* [ASSIGNED TASK]:
Look below for lines that hold the string "then" and copy each one.

* [GIVEN DATA]:
################
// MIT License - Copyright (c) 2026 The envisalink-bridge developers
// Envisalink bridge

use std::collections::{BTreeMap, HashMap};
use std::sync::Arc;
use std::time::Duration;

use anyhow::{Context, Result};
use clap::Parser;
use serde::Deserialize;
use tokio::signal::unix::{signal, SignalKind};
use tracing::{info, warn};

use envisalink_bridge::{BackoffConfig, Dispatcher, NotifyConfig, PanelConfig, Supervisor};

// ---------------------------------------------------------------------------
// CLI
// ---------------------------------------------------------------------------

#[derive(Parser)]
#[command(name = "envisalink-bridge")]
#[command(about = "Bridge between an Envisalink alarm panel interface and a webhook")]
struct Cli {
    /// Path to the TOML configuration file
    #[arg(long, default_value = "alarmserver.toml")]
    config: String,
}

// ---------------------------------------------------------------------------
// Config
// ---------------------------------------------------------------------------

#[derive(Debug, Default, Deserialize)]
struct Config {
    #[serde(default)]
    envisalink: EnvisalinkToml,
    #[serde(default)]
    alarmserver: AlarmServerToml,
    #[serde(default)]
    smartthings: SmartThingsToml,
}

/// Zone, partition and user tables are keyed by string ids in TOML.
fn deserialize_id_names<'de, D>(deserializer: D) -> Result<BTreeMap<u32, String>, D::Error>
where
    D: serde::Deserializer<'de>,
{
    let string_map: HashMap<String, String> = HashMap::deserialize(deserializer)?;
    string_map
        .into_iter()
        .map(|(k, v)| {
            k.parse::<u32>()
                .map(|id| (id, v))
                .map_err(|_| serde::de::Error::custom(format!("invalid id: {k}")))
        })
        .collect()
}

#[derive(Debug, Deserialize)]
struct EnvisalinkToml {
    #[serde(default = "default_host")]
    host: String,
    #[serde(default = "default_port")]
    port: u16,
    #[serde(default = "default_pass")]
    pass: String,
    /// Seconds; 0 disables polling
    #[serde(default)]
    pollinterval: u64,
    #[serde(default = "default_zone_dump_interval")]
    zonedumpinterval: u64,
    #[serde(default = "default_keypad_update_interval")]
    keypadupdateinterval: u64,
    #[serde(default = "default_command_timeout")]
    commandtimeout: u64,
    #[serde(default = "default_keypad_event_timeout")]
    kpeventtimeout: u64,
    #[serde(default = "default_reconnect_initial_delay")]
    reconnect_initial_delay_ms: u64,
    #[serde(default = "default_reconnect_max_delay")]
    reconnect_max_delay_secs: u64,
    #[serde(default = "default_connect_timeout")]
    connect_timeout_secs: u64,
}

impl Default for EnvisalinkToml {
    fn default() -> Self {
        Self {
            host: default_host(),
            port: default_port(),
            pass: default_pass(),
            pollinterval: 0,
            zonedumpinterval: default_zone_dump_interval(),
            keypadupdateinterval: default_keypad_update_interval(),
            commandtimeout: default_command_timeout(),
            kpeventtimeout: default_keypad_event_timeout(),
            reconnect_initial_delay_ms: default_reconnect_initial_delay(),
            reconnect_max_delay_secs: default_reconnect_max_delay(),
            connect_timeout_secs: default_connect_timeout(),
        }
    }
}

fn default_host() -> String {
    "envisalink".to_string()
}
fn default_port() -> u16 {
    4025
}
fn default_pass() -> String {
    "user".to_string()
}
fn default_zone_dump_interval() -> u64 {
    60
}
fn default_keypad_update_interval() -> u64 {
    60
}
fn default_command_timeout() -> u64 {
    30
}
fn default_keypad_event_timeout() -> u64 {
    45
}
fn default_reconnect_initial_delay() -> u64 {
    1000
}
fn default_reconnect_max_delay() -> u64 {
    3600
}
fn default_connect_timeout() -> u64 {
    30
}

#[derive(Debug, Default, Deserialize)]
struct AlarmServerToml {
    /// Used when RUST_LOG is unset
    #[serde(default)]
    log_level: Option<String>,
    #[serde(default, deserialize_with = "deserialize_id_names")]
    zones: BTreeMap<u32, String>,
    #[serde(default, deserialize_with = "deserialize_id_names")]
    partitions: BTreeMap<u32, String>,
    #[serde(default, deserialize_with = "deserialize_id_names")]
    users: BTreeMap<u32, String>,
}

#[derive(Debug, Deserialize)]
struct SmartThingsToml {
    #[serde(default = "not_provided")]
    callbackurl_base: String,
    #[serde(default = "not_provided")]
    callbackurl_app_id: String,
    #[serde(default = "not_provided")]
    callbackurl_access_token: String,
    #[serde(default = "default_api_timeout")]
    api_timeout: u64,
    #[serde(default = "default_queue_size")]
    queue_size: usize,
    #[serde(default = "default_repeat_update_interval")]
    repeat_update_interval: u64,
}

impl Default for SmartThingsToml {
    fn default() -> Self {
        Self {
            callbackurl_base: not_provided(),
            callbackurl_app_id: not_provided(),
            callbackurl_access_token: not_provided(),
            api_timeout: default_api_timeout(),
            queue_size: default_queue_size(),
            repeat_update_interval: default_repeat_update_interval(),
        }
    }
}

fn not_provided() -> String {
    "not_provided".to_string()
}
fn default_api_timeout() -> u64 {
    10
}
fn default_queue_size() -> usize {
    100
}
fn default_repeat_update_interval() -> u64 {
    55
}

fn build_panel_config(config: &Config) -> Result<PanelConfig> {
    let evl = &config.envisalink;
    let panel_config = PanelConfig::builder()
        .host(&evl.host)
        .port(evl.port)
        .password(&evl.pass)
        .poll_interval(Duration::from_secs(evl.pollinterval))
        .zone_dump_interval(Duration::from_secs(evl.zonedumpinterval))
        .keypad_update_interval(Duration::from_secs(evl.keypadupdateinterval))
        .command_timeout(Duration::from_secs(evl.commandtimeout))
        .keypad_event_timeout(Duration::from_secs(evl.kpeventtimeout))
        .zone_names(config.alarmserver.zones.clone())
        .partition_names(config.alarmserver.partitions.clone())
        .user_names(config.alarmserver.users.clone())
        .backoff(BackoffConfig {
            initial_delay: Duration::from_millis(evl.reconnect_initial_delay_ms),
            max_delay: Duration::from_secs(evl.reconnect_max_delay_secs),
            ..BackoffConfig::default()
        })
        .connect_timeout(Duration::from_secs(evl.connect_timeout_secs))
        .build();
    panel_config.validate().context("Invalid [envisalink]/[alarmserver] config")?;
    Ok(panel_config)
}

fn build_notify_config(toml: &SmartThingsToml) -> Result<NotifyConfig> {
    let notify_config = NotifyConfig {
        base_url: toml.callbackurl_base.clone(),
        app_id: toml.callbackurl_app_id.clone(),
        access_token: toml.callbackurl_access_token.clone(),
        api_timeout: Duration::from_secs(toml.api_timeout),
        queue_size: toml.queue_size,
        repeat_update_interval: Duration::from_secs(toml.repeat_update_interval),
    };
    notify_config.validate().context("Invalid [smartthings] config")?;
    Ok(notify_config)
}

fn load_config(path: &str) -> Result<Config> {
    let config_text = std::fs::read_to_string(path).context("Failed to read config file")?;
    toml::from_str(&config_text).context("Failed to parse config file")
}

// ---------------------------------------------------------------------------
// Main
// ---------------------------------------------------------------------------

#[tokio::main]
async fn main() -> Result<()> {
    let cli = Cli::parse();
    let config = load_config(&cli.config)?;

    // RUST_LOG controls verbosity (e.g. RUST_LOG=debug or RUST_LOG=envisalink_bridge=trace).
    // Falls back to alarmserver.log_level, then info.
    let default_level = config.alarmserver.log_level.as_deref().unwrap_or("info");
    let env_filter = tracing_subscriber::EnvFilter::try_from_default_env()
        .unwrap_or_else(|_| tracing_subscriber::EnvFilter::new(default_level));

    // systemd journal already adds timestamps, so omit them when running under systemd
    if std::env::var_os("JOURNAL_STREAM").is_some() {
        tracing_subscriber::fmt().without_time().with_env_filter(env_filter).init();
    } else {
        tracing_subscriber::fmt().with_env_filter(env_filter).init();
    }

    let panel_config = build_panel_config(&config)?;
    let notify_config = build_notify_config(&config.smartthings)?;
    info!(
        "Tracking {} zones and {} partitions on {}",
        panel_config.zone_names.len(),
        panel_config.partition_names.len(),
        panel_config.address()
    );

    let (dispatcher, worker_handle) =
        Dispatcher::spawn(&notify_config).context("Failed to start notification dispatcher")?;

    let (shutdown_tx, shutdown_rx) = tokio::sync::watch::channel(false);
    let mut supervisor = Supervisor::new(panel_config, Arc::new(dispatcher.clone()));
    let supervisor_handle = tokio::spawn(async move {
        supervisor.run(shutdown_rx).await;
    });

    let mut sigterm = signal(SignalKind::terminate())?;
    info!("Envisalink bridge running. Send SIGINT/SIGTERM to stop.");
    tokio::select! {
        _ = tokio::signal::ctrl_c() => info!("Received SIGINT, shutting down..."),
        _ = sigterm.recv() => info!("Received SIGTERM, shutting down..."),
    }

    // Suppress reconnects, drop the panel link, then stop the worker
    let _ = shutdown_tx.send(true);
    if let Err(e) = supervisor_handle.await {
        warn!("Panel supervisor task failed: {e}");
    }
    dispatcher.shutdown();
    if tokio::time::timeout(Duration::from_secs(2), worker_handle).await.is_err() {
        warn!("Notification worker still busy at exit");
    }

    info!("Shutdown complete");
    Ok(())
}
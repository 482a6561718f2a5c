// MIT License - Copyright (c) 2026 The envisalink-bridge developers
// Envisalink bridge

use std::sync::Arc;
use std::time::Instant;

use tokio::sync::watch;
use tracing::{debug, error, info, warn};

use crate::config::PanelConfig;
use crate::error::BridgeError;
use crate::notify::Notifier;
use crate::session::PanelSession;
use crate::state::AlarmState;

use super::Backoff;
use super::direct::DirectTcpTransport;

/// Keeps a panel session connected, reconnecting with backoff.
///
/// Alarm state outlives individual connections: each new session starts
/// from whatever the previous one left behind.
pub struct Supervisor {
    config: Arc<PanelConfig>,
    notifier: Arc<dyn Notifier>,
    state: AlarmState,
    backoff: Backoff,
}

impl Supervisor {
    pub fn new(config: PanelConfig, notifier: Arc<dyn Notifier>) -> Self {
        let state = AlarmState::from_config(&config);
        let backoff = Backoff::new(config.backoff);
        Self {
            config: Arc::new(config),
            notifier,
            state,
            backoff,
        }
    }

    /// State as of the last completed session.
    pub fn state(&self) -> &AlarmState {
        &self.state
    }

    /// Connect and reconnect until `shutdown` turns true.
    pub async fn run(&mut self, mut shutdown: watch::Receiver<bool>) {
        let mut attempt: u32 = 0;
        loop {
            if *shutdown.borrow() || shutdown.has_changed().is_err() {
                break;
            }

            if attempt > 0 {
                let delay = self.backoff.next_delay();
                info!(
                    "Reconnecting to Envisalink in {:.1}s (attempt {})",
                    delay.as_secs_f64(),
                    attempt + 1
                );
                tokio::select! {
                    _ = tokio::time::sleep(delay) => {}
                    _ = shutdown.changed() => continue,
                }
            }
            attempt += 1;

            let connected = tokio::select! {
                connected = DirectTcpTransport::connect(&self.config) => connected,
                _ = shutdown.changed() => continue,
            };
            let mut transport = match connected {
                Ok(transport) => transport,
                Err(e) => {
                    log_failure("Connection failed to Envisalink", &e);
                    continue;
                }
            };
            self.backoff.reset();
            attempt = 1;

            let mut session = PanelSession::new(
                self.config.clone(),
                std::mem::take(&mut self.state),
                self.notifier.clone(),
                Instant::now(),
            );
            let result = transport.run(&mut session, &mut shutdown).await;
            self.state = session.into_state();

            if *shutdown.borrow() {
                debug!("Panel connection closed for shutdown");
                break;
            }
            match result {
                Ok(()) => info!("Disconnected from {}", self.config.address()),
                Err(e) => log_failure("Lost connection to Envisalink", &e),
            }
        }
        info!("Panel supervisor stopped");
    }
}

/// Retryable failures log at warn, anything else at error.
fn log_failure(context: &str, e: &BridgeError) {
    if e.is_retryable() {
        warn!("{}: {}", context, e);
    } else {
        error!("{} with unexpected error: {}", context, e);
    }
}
################
* [SOLUTION]:
    // Falls back to alarmserver.log_level, then info.
    // Suppress reconnects, drop the panel link, then stop the worker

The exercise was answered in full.